> _Instructions to follow_
Among the entries below, find every line that has "AppState" and pull it out.

> _Records_
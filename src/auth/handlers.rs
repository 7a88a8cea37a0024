use axum::extract::multipart::MultipartRejection;
use axum::extract::rejection::JsonRejection;
use axum::extract::{Multipart, State};
use axum::http::{HeaderMap, StatusCode};
use axum::response::{IntoResponse, Response};
use axum::Json;
use serde::{Deserialize, Serialize};

use crate::accounts::{self, NewUser};
use crate::auth::cookies::{get_cookie_value, REFRESH_COOKIE};
use crate::auth::tokens::{self, TokenKind};
use crate::auth::{cleared_cookies, password, session_cookies, start_session};
use crate::db::models::PublicUser;
use crate::error::{AppError, AppResult};
use crate::extractors::Principal;
use crate::media::{read_form, FileRule};
use crate::response::ApiResponse;
use crate::state::AppState;

pub const AVATAR_RULE: FileRule = FileRule {
    field: "avatar",
    max_count: 1,
    images_only: true,
};

#[derive(Debug, Serialize)]
#[serde(rename_all = "camelCase")]
pub struct SessionPayload {
    pub user: PublicUser,
    pub access_token: String,
}

#[derive(Debug, Serialize)]
#[serde(rename_all = "camelCase")]
pub struct RefreshPayload {
    pub access_token: String,
}

#[derive(Debug, Deserialize)]
pub struct LoginRequest {
    pub username: Option<String>,
    pub email: Option<String>,
    pub password: Option<String>,
}

/// POST /auth/register (multipart: fullName, username, email, password, bio?, avatar)
pub async fn register(
    State(state): State<AppState>,
    multipart: Result<Multipart, MultipartRejection>,
) -> AppResult<Response> {
    let mut form = read_form(
        multipart?,
        &state.config.media_temp_dir(),
        state.config.media.max_upload_bytes,
        &[AVATAR_RULE],
    )
    .await?;

    let (Some(full_name), Some(username), Some(email), Some(plain_password)) = (
        form.trimmed("fullName").map(str::to_string),
        form.trimmed("username").map(accounts::normalize_handle),
        form.trimmed("email").map(accounts::normalize_handle),
        form.text("password")
            .filter(|p| !p.trim().is_empty())
            .map(str::to_string),
    ) else {
        return Err(AppError::BadRequest("All fields are required".into()));
    };
    let bio = form.trimmed("bio").unwrap_or_default().to_string();
    let avatar_file = form
        .take_file("avatar")
        .ok_or_else(|| AppError::BadRequest("Avatar file is required".into()))?;

    accounts::validate_bio(&bio)?;
    password::validate_new(&plain_password)?;

    {
        let conn = state.db.get()?;
        if accounts::exists_with(&conn, &email, &username)? {
            return Err(AppError::Conflict("User already exists".into()));
        }
    }

    let password_hash = password::hash_blocking(plain_password, state.config.auth.bcrypt_cost).await?;
    let avatar = state
        .media
        .upload(avatar_file)
        .await
        .ok_or(AppError::UploadFailed)?;

    let inserted = state.db.get().map_err(AppError::from).and_then(|conn| {
        let user = accounts::insert(
            &conn,
            &NewUser {
                full_name: &full_name,
                username: &username,
                email: &email,
                bio: &bio,
                password_hash: &password_hash,
                avatar: &avatar,
            },
        )?;
        let pair = start_session(&conn, &user.id, &state.config)?;
        Ok((user, pair))
    });

    let (user, pair) = match inserted {
        Ok(done) => done,
        Err(e) => {
            // Lost a race on username/email or the insert failed outright.
            state.media.remove(&avatar.storage_id).await;
            return Err(e);
        }
    };

    tracing::info!(user_id = %user.id, username = %user.username, "User registered");

    Ok((
        session_cookies(&pair, &state.config),
        ApiResponse::created(
            "User registered successfully",
            SessionPayload {
                user: user.into(),
                access_token: pair.access,
            },
        ),
    )
        .into_response())
}

/// POST /auth/login
pub async fn login(
    State(state): State<AppState>,
    payload: Result<Json<LoginRequest>, JsonRejection>,
) -> AppResult<Response> {
    let Json(req) = payload?;
    let plain_password = req
        .password
        .filter(|p| !p.trim().is_empty())
        .ok_or_else(|| AppError::BadRequest("Username or email and password are required".into()))?;
    if req.username.as_deref().map_or(true, |u| u.trim().is_empty())
        && req.email.as_deref().map_or(true, |e| e.trim().is_empty())
    {
        return Err(AppError::BadRequest(
            "Username or email and password are required".into(),
        ));
    }

    let user = {
        let conn = state.db.get()?;
        accounts::find_by_login(&conn, req.username.as_deref(), req.email.as_deref())?
    }
    .ok_or_else(|| AppError::BadRequest("Invalid credentials".into()))?;

    if !password::verify_blocking(plain_password, user.password_hash.clone()).await? {
        return Err(AppError::BadRequest("Invalid credentials".into()));
    }

    let pair = {
        let conn = state.db.get()?;
        start_session(&conn, &user.id, &state.config)?
    };

    tracing::info!(user_id = %user.id, "User logged in");

    Ok((
        session_cookies(&pair, &state.config),
        ApiResponse::ok(
            "Login successful",
            SessionPayload {
                user: user.into(),
                access_token: pair.access,
            },
        ),
    )
        .into_response())
}

/// POST /auth/refresh-token
///
/// Rotates both tokens. A refresh token that verifies but is not the one
/// stored for its user (already rotated, or the user logged out) is refused.
pub async fn refresh(State(state): State<AppState>, headers: HeaderMap) -> AppResult<Response> {
    let presented = get_cookie_value(&headers, REFRESH_COOKIE)
        .ok_or_else(|| AppError::Unauthorized("Refresh token missing".into()))?;

    let invalid = || AppError::Forbidden("Invalid or expired refresh token".into());

    let claims = tokens::verify(TokenKind::Refresh, presented, &state.config).map_err(|e| {
        tracing::debug!("refresh token rejected: {}", e);
        invalid()
    })?;

    let conn = state.db.get()?;
    let user = accounts::find_by_id(&conn, &claims.sub)?
        .ok_or_else(|| AppError::NotFound("User does not exist".into()))?;
    let stored = user.refresh_token.as_deref().ok_or_else(invalid)?;
    if !tokens::tokens_match(presented, stored) {
        tracing::warn!(user_id = %user.id, "Stale refresh token presented");
        return Err(invalid());
    }

    let pair = start_session(&conn, &user.id, &state.config)?;

    Ok((
        session_cookies(&pair, &state.config),
        ApiResponse::ok(
            "Access token refreshed",
            RefreshPayload {
                access_token: pair.access,
            },
        ),
    )
        .into_response())
}

/// POST /auth/logout
pub async fn logout(State(state): State<AppState>, principal: Principal) -> AppResult<Response> {
    {
        let conn = state.db.get()?;
        accounts::set_refresh_token(&conn, &principal.id, None)?;
    }

    tracing::info!(user_id = %principal.id, "User logged out");

    Ok((
        cleared_cookies(&state.config),
        ApiResponse::message(StatusCode::OK, "Logged out successfully"),
    )
        .into_response())
}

> _Result of the task_
use crate::state::AppState;
    State(state): State<AppState>,
    State(state): State<AppState>,
pub async fn refresh(State(state): State<AppState>, headers: HeaderMap) -> AppResult<Response> {
pub async fn logout(State(state): State<AppState>, principal: Principal) -> AppResult<Response> {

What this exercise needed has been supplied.